If that feels unfair to our friends from the Hawkeye State, we’d argue that fairness isn’t the standard to consider. Yes, of course, we should be fair. But Iowa has a vaunted spot in the selection of the president and for decades has managed that spot by offering us a quirky caucus system that is supposed to reward organization and broad support (something only serious candidates used to be able to muster). Instead, it actually plays out as a process of political browbeating other candidates’ supporters into backing someone else for the highest office in the land.

When it works well, Iowa’s system can encourage a candidate’s supporters to win over the supporters for other candidates. But it can, and often does, descend into bullying and when it does, it only feeds the belief that it’s OK to win your political battles by pressure rather than persuasion. That undercuts the dignity of the presidency and can lead to a politics of division and resentment.

All of this can happen in the background, even as we engage in a process that selects a strong candidate who can unite a broad cross-section of America into a coalition that can carry the election in November.

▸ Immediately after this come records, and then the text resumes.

use crate::{
    abstract_trait::product::{
        repository::{DynProductCommandRepository, DynProductQueryRepository},
        service::ProductCommandServiceTrait,
    },
    domain::{
        requests::{CreateProduct, ProductRequest, UpdateProduct},
        response::ProductResponse,
        validation::validate_product,
    },
};
use async_trait::async_trait;
use chrono::Utc;
use prometheus_client::registry::Registry;
use shared::{
    errors::{FieldViolation, RepositoryError, ServiceError},
    utils::{Method, Metrics, Status as StatusUtils},
};
use tokio::time::Instant;
use tracing::{error, info, warn};

#[derive(Clone)]
pub struct ProductCommandService {
    pub command: DynProductCommandRepository,
    pub query: DynProductQueryRepository,
    pub metrics: Metrics,
}

impl ProductCommandService {
    pub fn new(
        command: DynProductCommandRepository,
        query: DynProductQueryRepository,
        registry: &mut Registry,
    ) -> Self {
        let metrics = Metrics::new();
        metrics.register(registry, "product_command_service", "ProductCommandService");

        Self {
            command,
            query,
            metrics,
        }
    }

    fn complete(&self, method: Method, start: Instant, is_success: bool, message: &str) {
        let status = if is_success {
            info!("✅ Operation completed successfully: {message}");
            StatusUtils::Success
        } else {
            error!("❌ Operation failed: {message}");
            StatusUtils::Error
        };

        self.metrics
            .record(method, status, start.elapsed().as_secs_f64());
    }

    fn not_found(id: i64) -> ServiceError {
        ServiceError::NotFound(format!("Product with id {id} not found"))
    }

    async fn ensure_exists(&self, id: i64) -> Result<(), ServiceError> {
        match self.query.exists(id).await {
            Ok(true) => Ok(()),
            Ok(false) => Err(Self::not_found(id)),
            Err(e) => Err(ServiceError::Repo(e)),
        }
    }

    /// A write that touched nothing or hit a lock is resolved by looking at the
    /// row again: gone means not found, still present means a real conflict.
    async fn resolve_write_failure(&self, id: i64, err: RepositoryError) -> ServiceError {
        match err {
            RepositoryError::NotFound | RepositoryError::Conflict(_) => {
                warn!("⚠️ Concurrent modification detected on product ID {id}: {err}");
                match self.query.exists(id).await {
                    Ok(false) => Self::not_found(id),
                    Ok(true) => ServiceError::Conflict(format!(
                        "Product with id {id} was modified concurrently"
                    )),
                    Err(e) => ServiceError::Repo(e),
                }
            }
            other => ServiceError::Repo(other),
        }
    }
}

#[async_trait]
impl ProductCommandServiceTrait for ProductCommandService {
    async fn create_product(
        &self,
        req: &ProductRequest,
    ) -> Result<ProductResponse, ServiceError> {
        info!("🏗️ Creating new product: {}", req.name);
        let start = Instant::now();

        let violations = validate_product(req);
        if !violations.is_empty() {
            self.complete(Method::Post, start, false, "Invalid product payload");
            return Err(ServiceError::Validation(violations));
        }

        let new_product = CreateProduct::from_request(req, Utc::now());

        let product = match self.command.create_product(&new_product).await {
            Ok(product) => product,
            Err(e) => {
                self.complete(
                    Method::Post,
                    start,
                    false,
                    &format!("Failed to create product: {e:?}"),
                );
                return Err(ServiceError::Repo(e));
            }
        };

        self.complete(
            Method::Post,
            start,
            true,
            &format!("Product created: '{}' (ID: {})", product.name, product.id),
        );

        Ok(ProductResponse::from(product))
    }

    async fn update_product(&self, id: i64, req: &ProductRequest) -> Result<(), ServiceError> {
        info!("🔄 Updating product ID: {id}");
        let start = Instant::now();

        if req.id != Some(id) {
            self.complete(Method::Put, start, false, "Route and body id differ");
            return Err(ServiceError::Validation(vec![FieldViolation::new(
                "id",
                format!("Body id must match route id {id}"),
            )]));
        }

        let violations = validate_product(req);
        if !violations.is_empty() {
            self.complete(Method::Put, start, false, "Invalid product payload");
            return Err(ServiceError::Validation(violations));
        }

        if let Err(e) = self.ensure_exists(id).await {
            self.complete(Method::Put, start, false, &format!("{e}"));
            return Err(e);
        }

        let update = UpdateProduct::from_request(id, req);

        if let Err(e) = self.command.update_product(&update).await {
            let err = self.resolve_write_failure(id, e).await;
            self.complete(Method::Put, start, false, &format!("{err}"));
            return Err(err);
        }

        self.complete(
            Method::Put,
            start,
            true,
            &format!("Product updated (ID: {id})"),
        );
        Ok(())
    }

    async fn delete_product(&self, id: i64) -> Result<(), ServiceError> {
        info!("🧨 Permanently deleting product ID: {id}");
        let start = Instant::now();

        if let Err(e) = self.ensure_exists(id).await {
            self.complete(Method::Delete, start, false, &format!("{e}"));
            return Err(e);
        }

        if let Err(e) = self.command.delete_product(id).await {
            let err = match e {
                RepositoryError::NotFound => Self::not_found(id),
                other => ServiceError::Repo(other),
            };
            self.complete(Method::Delete, start, false, &format!("{err}"));
            return Err(err);
        }

        self.complete(
            Method::Delete,
            start,
            true,
            &format!("Product permanently deleted (ID: {id})"),
        );
        Ok(())
    }
}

But all of the problems with this process come to the forefront when the caucuses fail to deliver a clear winner and hand the country instead a ruinous result.

And to be fair, that was likely always going to be the case this year when the state’s Democratic Party decided to deliver not one result, but three. In the name of transparency, the caucuses were aiming to show the overall delegate allocation, which candidates fared well in the first balloting and then who emerged after a second round. That transparency, that impulse that everyone gets a trophy, would, even if it worked as intended, have failed to make transparently clear what was needed: An identifiable direction voters want this year.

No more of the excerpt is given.